The nice part is that the answer is: pretty fast. There is no CMS to set up, no database to migrate, and no admin panel to keep patched. I can just write, the agent writes the HTML, and the result is already the website.
What about security?
This is one of the biggest reasons I like this approach. There is no CMS, so there is no login page, no plugin ecosystem, and no pile of moving parts where creepy stuff can happen.
Of course, you still need normal web hygiene: use a trustworthy host, keep deployment credentials safe, and do not paste secrets into random places. But a plain HTML site has a much smaller attack surface than a dynamic system with dashboards and server-side code.
How it works for me
The ideas are written in chat. Then the agent turns those ideas into real files: HTML for pages, CSS for styling, and sometimes a small publishing script.
The agent also does design work. It can suggest structure, tighten the layout, improve spacing, and keep the pages consistent. Sometimes it helps with the writing too, but the core ideas still start with me in chat.
Start with a setup prompt
A useful way to begin is to give the agent a clear prompt for the whole site. For example:
Create a personal website using only plain HTML and CSS.
Use a simple folder structure with index.html, archive.html, posts/, and style.css.
Do not use a static site generator, framework, or CMS.
Make it readable, fast, and easy to edit by hand.
Add a small publish script for uploading the files to hosting.
Keep the design warm, simple, and personal.
That is enough to get a first version online quickly. After that, the work becomes a conversation: add a post, improve the archive, tighten the spacing, make mobile better, and publish again.
In my case, I had already set up the DNS for the domain, so the remaining step was simple: upload the files to WebDAV and the posts are online.
What the agent writes
In practice, the agent will usually write three kinds of things:
- The HTML pages themselves.
- The CSS that gives the site its look and layout.
- A script for publishing the site.
That last part depends on how you use it. Maybe you upload with WebDAV, maybe with rsync, maybe with a shell script, maybe with something else. The exact publishing setup is not the point. The point is that the site is still just files.

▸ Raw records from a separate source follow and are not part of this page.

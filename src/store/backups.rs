//! Backup operations on the store.

use uuid::Uuid;

use super::{Committer, EntityStore};
use crate::backup::BackupInfo;
use crate::error::{StoreError, StoreResult};

const MANUAL_LABEL: &str = "Manual backup";
const BEFORE_RESTORE_LABEL: &str = "Before restore";

impl EntityStore {
    /// Snapshot listing, newest first.
    pub async fn backups(&self) -> Vec<BackupInfo> {
        self.committed.read().await.backups.list()
    }

    /// Snapshot the current state on demand.
    ///
    /// Runs even when automatic backups are disabled. If the ring cannot be
    /// saved it is left as it was.
    pub async fn create_backup(&self, label: &str) -> StoreResult<BackupInfo> {
        let label = match label.trim() {
            "" => MANUAL_LABEL.to_string(),
            l => l.to_string(),
        };
        let gate = self.gate.clone().lock_owned().await;
        let committer = self.committer();
        self.detached(gate, committer.create_backup(label)).await
    }

    /// Replace the current state with a verified snapshot.
    ///
    /// With automatic backups enabled the state being replaced is captured
    /// first under "Before restore". The restore is all or nothing: if the
    /// restored state cannot be saved, the current state is kept.
    pub async fn restore_backup(&self, id: Uuid) -> StoreResult<()> {
        let gate = self.gate.clone().lock_owned().await;
        let committer = self.committer();
        self.detached(gate, committer.restore_backup(id)).await
    }

    /// Drop a snapshot from the ring.
    pub async fn delete_backup(&self, id: Uuid) -> StoreResult<BackupInfo> {
        let gate = self.gate.clone().lock_owned().await;
        let committer = self.committer();
        self.detached(gate, committer.delete_backup(id)).await
    }
}

impl Committer {
    async fn create_backup(self, label: String) -> StoreResult<BackupInfo> {
        let (state, mut backups) = {
            let committed = self.committed.read().await;
            (committed.state.clone(), committed.backups.clone())
        };

        let info = backups.snapshot(self.ids.next_id(), &label, &state, self.clock.now())?;
        self.storage
            .save_backups(&backups.backups())
            .await
            .map_err(StoreError::persistence)?;

        self.committed.write().await.backups = backups;
        tracing::info!("Created backup '{}' ({})", info.label, info.id);
        Ok(info)
    }

    async fn restore_backup(self, id: Uuid) -> StoreResult<()> {
        let (current, mut backups) = {
            let committed = self.committed.read().await;
            (committed.state.clone(), committed.backups.clone())
        };

        // Read the target before the pre-restore snapshot can evict it.
        let restored = backups.restore(id)?;

        let snapshotted = self.backup_on_change
            && match backups.snapshot(
                self.ids.next_id(),
                BEFORE_RESTORE_LABEL,
                &current,
                self.clock.now(),
            ) {
                Ok(_) => true,
                Err(e) => {
                    tracing::warn!("Failed to snapshot state before restore: {}", e);
                    false
                }
            };

        self.persist(&restored).await?;

        let mcp_count = restored.mcps.len();
        {
            let mut committed = self.committed.write().await;
            committed.state = restored;
            committed.backups = backups.clone();
        }
        tracing::info!("Restored backup {} ({} MCPs)", id, mcp_count);

        if snapshotted {
            if let Err(e) = self.storage.save_backups(&backups.backups()).await {
                let err = StoreError::persistence(e);
                tracing::warn!("Failed to save backups after restore: {}", err);
                self.sync.write().await.last_backup_error = Some(err.to_string());
            }
        }
        Ok(())
    }

    async fn delete_backup(self, id: Uuid) -> StoreResult<BackupInfo> {
        let mut backups = self.committed.read().await.backups.clone();
        let removed = backups.remove(id).ok_or(StoreError::BackupNotFound(id))?;
        self.storage
            .save_backups(&backups.backups())
            .await
            .map_err(StoreError::persistence)?;

        self.committed.write().await.backups = backups;
        tracing::info!("Deleted backup '{}' ({})", removed.label, id);
        Ok(BackupInfo::from(&removed))
    }
}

Why I use Fastmail for publishing
I publish this site using Fastmail's hosting-friendly tools, which fits nicely with the whole small-stack idea.
Referral link: I use Fastmail for this site. If you'd like to try it, here's my referral link.
Why I like this prototype
It feels direct. I have an idea, I write it in chat, the agent turns it into files, and those files are the website. No translation layer, no dashboard, and no complicated machinery between the writing and the page.
For a personal website, that feels like the right level of technology.